Fig. 2. Core photographs of the different deposits observed in the Yu’anshan Formation. All scale bars represent 10 mm.

a, b Hummocky cross-stratified and climbing oscillation-ripple cross-laminated (cor), fine-grained sandstone of the oscillatory-flow deposits. Note strongly aggradational component of oscillatory climbing ripples in b. c, d Current-ripple (cr) and climbing-ripple (clr) cross-laminated, very fine-grained sandstone, interbedded with bioturbated intervals (biot), representing hyperpycnal or turbidity flow deposits. Massive fine mudstone (Mm) and coarse mudstone laminae (M_sh) are interbedded. e Normal-graded (white triangles) and current-ripple cross-laminated (cr), fine-grained sandstone with minor soft-sediment deformation structures (ssd) of the hyperpycnal flow deposits, interbedded with massive mudstone (Mm) with erosive bases (eb) typical of the wave-enhanced fluid mud deposits. Burrows (bu) occur on top of the mudstone beds. f Rippled fine-grained sandstone (cr) with sharp-lined firmground burrows (bu) penetrating from the base of a hyperpycnal flow layer into an intensely bioturbated mudstone initially colonized under softground conditions. Fluid mud deposits with normal-graded mudstone (white triangles), coarse mudstone laminae (M_sh), and erosive bases (eb) are observed, interbedded with bioturbated intervals (biot). g–i Low-angle cross-laminated (la), current-ripple cross-laminated (cr), and hummocky cross-stratified (hcs), very fine-grained sandstone of the hyperpycnal flow deposits, interbedded with fluid mud intervals with erosive bases (eb). These beds alternate with successions of plug flow and low-density turbidity current deposits consisting of massive mudstone (Mm) with some parallel coarse mudstone laminae (M_sh), current-ripple cross-laminated coarse mudstone (M_sr), and normal and inverse grading (white triangles), and with dark, organic-rich mudstone (M_or) of the hemipelagic deposits. Note bioturbation structures (bu) and bioturbated intervals (biot) at the top of beds. j Massive mudstone (Mm) of the plug flow and low-density turbidity current deposits, with local normal grading (white triangles) and faint lamination (fl), locally intercalated with bioturbated intervals (biot), the latter representing the hemipelagic deposits. Burrows (bu) can be observed towards the top of mudstone beds.

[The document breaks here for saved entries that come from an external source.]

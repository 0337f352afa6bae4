//! Test helpers
//!
//! TigerStyle: Observe actors from the outside, fail loudly on surprises.
//!
//! A [`Probe`] is a behavior that forwards everything it receives to a
//! channel, so tests can assert on receipts, notifications and signals in the
//! order they were processed.

use crate::behavior::Behavior;
use crate::context::Context;
use crate::envelope::Envelope;
use crate::message::Message;
use async_trait::async_trait;
use std::any::Any;
use std::time::Duration;
use tokio::sync::mpsc;
use troupe_core::Result;

/// How long the expect helpers wait before giving up
pub const PROBE_WAIT_MS_DEFAULT: u64 = 1_000;

/// One message as the probe saw it
#[derive(Debug, Clone)]
pub struct Received {
    pub message: Message,
    pub envelope: Envelope,
}

/// Behavior that records every message it processes
pub struct Probe {
    tx: mpsc::UnboundedSender<Received>,
}

impl Probe {
    /// Create a probe and the receiver its messages go to
    pub fn new() -> (Self, ProbeReceiver) {
        let (tx, rx) = mpsc::unbounded_channel();
        (Self { tx }, ProbeReceiver { rx })
    }
}

#[async_trait]
impl Behavior for Probe {
    async fn message(
        &mut self,
        msg: Message,
        envelope: &Envelope,
        _ctx: &mut Context,
    ) -> Result<()> {
        // Receiver dropped means the test no longer cares
        let _ = self.tx.send(Received {
            message: msg,
            envelope: envelope.clone(),
        });
        Ok(())
    }
}

/// Receiving side of a [`Probe`]
pub struct ProbeReceiver {
    rx: mpsc::UnboundedReceiver<Received>,
}

impl ProbeReceiver {
    /// Next message, or `None` once the probe is gone
    pub async fn recv(&mut self) -> Option<Received> {
        self.rx.recv().await
    }

    /// Next message if one is already waiting
    pub fn try_recv(&mut self) -> Option<Received> {
        self.rx.try_recv().ok()
    }

    /// Next message, which must be a `T`
    ///
    /// # Panics
    /// On timeout or on a message of another type.
    pub async fn expect<T: Any + Clone>(&mut self) -> T {
        let received = self.next_within(PROBE_WAIT_MS_DEFAULT).await;
        match received.message.downcast_ref::<T>() {
            Some(value) => value.clone(),
            None => panic!(
                "expected {}, got {}",
                std::any::type_name::<T>(),
                received.message.type_name()
            ),
        }
    }

    /// Next message, which must be a `T`, with its envelope
    pub async fn expect_with_envelope<T: Any + Clone>(&mut self) -> (T, Envelope) {
        let received = self.next_within(PROBE_WAIT_MS_DEFAULT).await;
        match received.message.downcast_ref::<T>() {
            Some(value) => (value.clone(), received.envelope),
            None => panic!(
                "expected {}, got {}",
                std::any::type_name::<T>(),
                received.message.type_name()
            ),
        }
    }

    /// Skip messages until a `T` arrives
    pub async fn next_of<T: Any + Clone>(&mut self) -> T {
        loop {
            let received = self.next_within(PROBE_WAIT_MS_DEFAULT).await;
            if let Some(value) = received.message.downcast_ref::<T>() {
                return value.clone();
            }
        }
    }

    /// Assert nothing arrives for `wait_ms`
    pub async fn expect_quiet(&mut self, wait_ms: u64) {
        if let Ok(Some(received)) =
            tokio::time::timeout(Duration::from_millis(wait_ms), self.rx.recv()).await
        {
            panic!("expected no message, got {}", received.message.type_name());
        }
    }

    async fn next_within(&mut self, wait_ms: u64) -> Received {
        match tokio::time::timeout(Duration::from_millis(wait_ms), self.rx.recv()).await {
            Ok(Some(received)) => received,
            Ok(None) => panic!("probe dropped"),
            Err(_) => panic!("no message within {}ms", wait_ms),
        }
    }
}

Fig. 3. Block diagram showing the storm-flood-dominated delta with its characteristic deposits.

Idealized core intervals are shown for each type of deposit. Animals inhabited an oxygen-rich delta front and were transported by different types of flows to a more distal setting where preservation occurred under oxygen-depleted conditions. HCS hummocky cross-stratification.